# How to prevent cat from injury under reclining sofa???



## kittywitty (Jun 19, 2010)

Hello, 

I'm getting a new reclining sofa and was wondering how people prevent their cats from climbing under the couch and getting injured? Also, how can I get the cat not to sit under the 
raised footrest part?


----------



## Sabrina767 (Sep 5, 2014)

Make sure kitty in full view before getting up or down. Can easily be killed or seriously injured under there. Mine is 9 months and no way too keep her out of there. Just eyes on kitty before reclining or getting up. If you find a solution I would love to know!


----------



## MowMow (Nov 6, 2010)

I've wanted a nice recliner for ages but this issue has kept me from getting one. Looking forward to some good solutions.


----------



## kittywitty (Jun 19, 2010)

I've been looking online and found some pet deterrents such as scat mat and other types of sonic and non shock type mats. Anyone have luck using such devices for the purpose of keeping cats from going UNDER the couch??? Most of these devices are designed to keep pets off the top of couch/sofa and kitchen counters.


----------



## Marcia (Dec 26, 2010)

We have a recliner and there have been no problems. Hubby comes and goes from his chair as he desires. I have 5 senior cats, Polly the new 7 month old kitten and countless foster kittens scampering all over and we've never had an issue.


----------



## Sabrina767 (Sep 5, 2014)

Marcia, I don't know how you keep those kitties out of there. Charli goes under from the back when it is down so we can't put it up til we see her, and she goes under the front when it's up, so we have to get her out before it goes down....of course this is not every time, but frequent enough that we have to have eyes on her before moving it.


----------



## Heather72754 (Nov 1, 2013)

I'm the same as Marcia - my husband and I both use recliners at night to watch tv and we have three cats, none of whom go anywhere near them. Mystique sleeps on the cat tree, Sunny on his cardboard scratcher, and Penny on the back of the couch while we are watching tv. All the same, I'm paranoid and do look around for them before closing it. My niece did have a rabbit who was very badly injured in a recliner mechanism, and actually ended up having to be euthanized due to nerve damage in its leg.


----------



## MowMow (Nov 6, 2010)

We had a client that lost a puppy to a recliner.
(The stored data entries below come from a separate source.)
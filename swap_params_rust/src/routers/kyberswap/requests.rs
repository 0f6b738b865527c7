use crate::models::swap::RouteRequest;
use serde::{Deserialize, Serialize};

/// Query of the route discovery endpoint
#[derive(Debug, Clone, PartialEq, Eq, Serialize, Deserialize)]
#[serde(rename_all = "camelCase")]
pub struct KyberSwapRouteQuery {
    pub amount_in: String,
    pub token_in: String,
    pub token_out: String,
}

impl From<&RouteRequest> for KyberSwapRouteQuery {
    /// The router only knows the wrapped native token
    fn from(request: &RouteRequest) -> Self {
        Self {
            amount_in: request.amount_in.to_string(),
            token_in: request.chain_id.routable_token_address(&request.token_in),
            token_out: request.chain_id.routable_token_address(&request.token_out),
        }
    }
}
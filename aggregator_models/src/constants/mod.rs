pub mod chains;
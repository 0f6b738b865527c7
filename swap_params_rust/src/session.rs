use crate::error::{Error, EstimatorResult, ReportDisplayExt};
use crate::models::fee::FeeConfig;
use crate::models::intent::{MinAmountOut, SwapIntent, TradeOptions};
use crate::models::route::RouteSource;
use crate::models::swap::{AssembledSwap, ContractCall};
use crate::routers::AggregatorApi;
use crate::routers::estimate::{MinAmountOutEstimate, update_min_amount_out};
use crate::routers::swap::assemble;
use crate::utils::fee::fee_preview;
use error_stack::Report;
use std::fmt;

/// Operator input, untouched by submissions
#[derive(Debug, Clone, PartialEq)]
pub struct SwapForm {
    pub intent: SwapIntent,
    pub fee_config: Option<FeeConfig>,
    pub options: TradeOptions,
    pub route_source: RouteSource,
}

#[derive(Debug, Clone, PartialEq)]
pub struct SubmissionFailure {
    pub error: Error,
    /// Printable attachments of the report, for the operator
    pub details: String,
}

impl From<Report<Error>> for SubmissionFailure {
    fn from(report: Report<Error>) -> Self {
        Self {
            error: report.current_context().clone(),
            details: report.format(),
        }
    }
}

impl fmt::Display for SubmissionFailure {
    fn fmt(&self, f: &mut fmt::Formatter<'_>) -> fmt::Result {
        if self.details.is_empty() {
            write!(f, "{}", self.error)
        } else {
            write!(f, "{} ({})", self.error, self.details)
        }
    }
}

#[derive(Debug, Clone, PartialEq)]
pub enum SessionState {
    Idle,
    Computing,
    Ready(AssembledSwap),
    Failed(SubmissionFailure),
    /// Outputs dropped after a result, form kept
    Cleared,
}

impl SessionState {
    pub fn name(&self) -> &'static str {
        match self {
            SessionState::Idle => "idle",
            SessionState::Computing => "computing",
            SessionState::Ready(_) => "ready",
            SessionState::Failed(_) => "failed",
            SessionState::Cleared => "cleared",
        }
    }
}

/// One operator session over an aggregator.
///
/// `submit` takes `&mut self`, so submissions never overlap. Dropping a
/// pending `submit` future cancels its request and leaves the session in
/// `Computing` until the next submission overwrites it.
pub struct SwapSession<A: AggregatorApi> {
    api: A,
    form: SwapForm,
    state: SessionState,
}

impl<A: AggregatorApi> SwapSession<A> {
    pub fn new(api: A, form: SwapForm) -> Self {
        Self {
            api,
            form,
            state: SessionState::Idle,
        }
    }

    pub fn api(&self) -> &A {
        &self.api
    }

    pub fn form(&self) -> &SwapForm {
        &self.form
    }

    pub fn form_mut(&mut self) -> &mut SwapForm {
        &mut self.form
    }

    pub fn state(&self) -> &SessionState {
        &self.state
    }

    pub fn result(&self) -> Option<&AssembledSwap> {
        match &self.state {
            SessionState::Ready(swap) => Some(swap),
            _ => None,
        }
    }

    pub fn failure(&self) -> Option<&SubmissionFailure> {
        match &self.state {
            SessionState::Failed(failure) => Some(failure),
            _ => None,
        }
    }

    fn transition(&mut self, state: SessionState) {
        tracing::debug!(from = self.state.name(), to = state.name(), "Session state change");
        self.state = state;
    }

    /// Drops every derived output. Only a finished submission can be cleared.
    pub fn clear(&mut self) -> bool {
        match self.state {
            SessionState::Ready(_) | SessionState::Failed(_) => {
                self.transition(SessionState::Cleared);
                true
            }
            _ => false,
        }
    }

    pub async fn submit(&mut self) -> Result<AssembledSwap, SubmissionFailure> {
        if matches!(self.state, SessionState::Computing) {
            tracing::warn!("Previous submission was cancelled before finishing");
        }
        // Never show a stale result next to a running submission
        self.transition(SessionState::Computing);

        let result = assemble(
            &self.api,
            &self.form.intent,
            self.form.fee_config.as_ref(),
            &self.form.options,
            &self.form.route_source,
        )
        .await;

        match result {
            Ok(swap) => {
                self.transition(SessionState::Ready(swap.clone()));
                Ok(swap)
            }
            Err(report) => {
                tracing::error!("Submission failed: {report:?}");
                let failure = SubmissionFailure::from(report);
                self.transition(SessionState::Failed(failure.clone()));
                Err(failure)
            }
        }
    }

    /// Derives a fresh minimum output and stores it as the manual value for the next submission
    pub async fn update_min_amount_out(&mut self) -> EstimatorResult<MinAmountOutEstimate> {
        let estimate = update_min_amount_out(
            &self.api,
            &self.form.intent,
            self.form.fee_config.as_ref(),
            &self.form.options,
            &self.form.route_source,
        )
        .await?;

        self.form.options.min_amount_out = MinAmountOut::Manual(estimate.min_amount_out.to_string());
        Ok(estimate)
    }

    pub fn fee_preview(&self) -> Option<EstimatorResult<String>> {
        self.form.fee_config.as_ref().map(|fee| {
            fee_preview(
                fee,
                self.form.intent.token_in.decimals,
                self.form.intent.token_out.decimals,
            )
        })
    }

    /// Router call for the current result, sent from `from`
    pub fn contract_call(&self, router: &str, from: &str) -> Option<EstimatorResult<ContractCall>> {
        self.result()
            .map(|swap| swap.call_parameters.to_contract_call(router, from))
    }
}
I just won't take that chance.... my guys are so nosy, I can't imagine they'd stay out from under there...


----------



## 10cats2dogs (Jun 16, 2013)

I've got two Mission style rockers, and I'm always checking to make sure no ones paw or tail is under it! At least it's easy to see if anyone is under, or behind them!
A reclining sofa or big chair...no way! If I can't see...I'm just not going to take the chance!
So it's the rockers and comfy foot stools for us!


----------



## NOLAKitties (May 30, 2013)

I got used to check before pushing down the foot rest or step out to the side. No biggie. So far the cats are smart enough not to go deep underneath or leave the immediate area when they saw me standing up.


----------



## marie73 (Jul 12, 2006)

I have a power recliner and it's been no problem. Partly because the noise alerts them, but mostly because they LOVE when I sit it in because they all join me. :grin:


----------



## goldengrain (Feb 28, 2014)

My husband and I wanted to get an adjustable bed and a couple of reclining chairs, but we would not dare. Follow the advice that others have given - KNOW for sure where your cat is before getting up. It only takes one quick answering the door, etc, for your cat to be gone forever from your negligence. I knew a woman who lost her cat that way and for me it's not worth it.


----------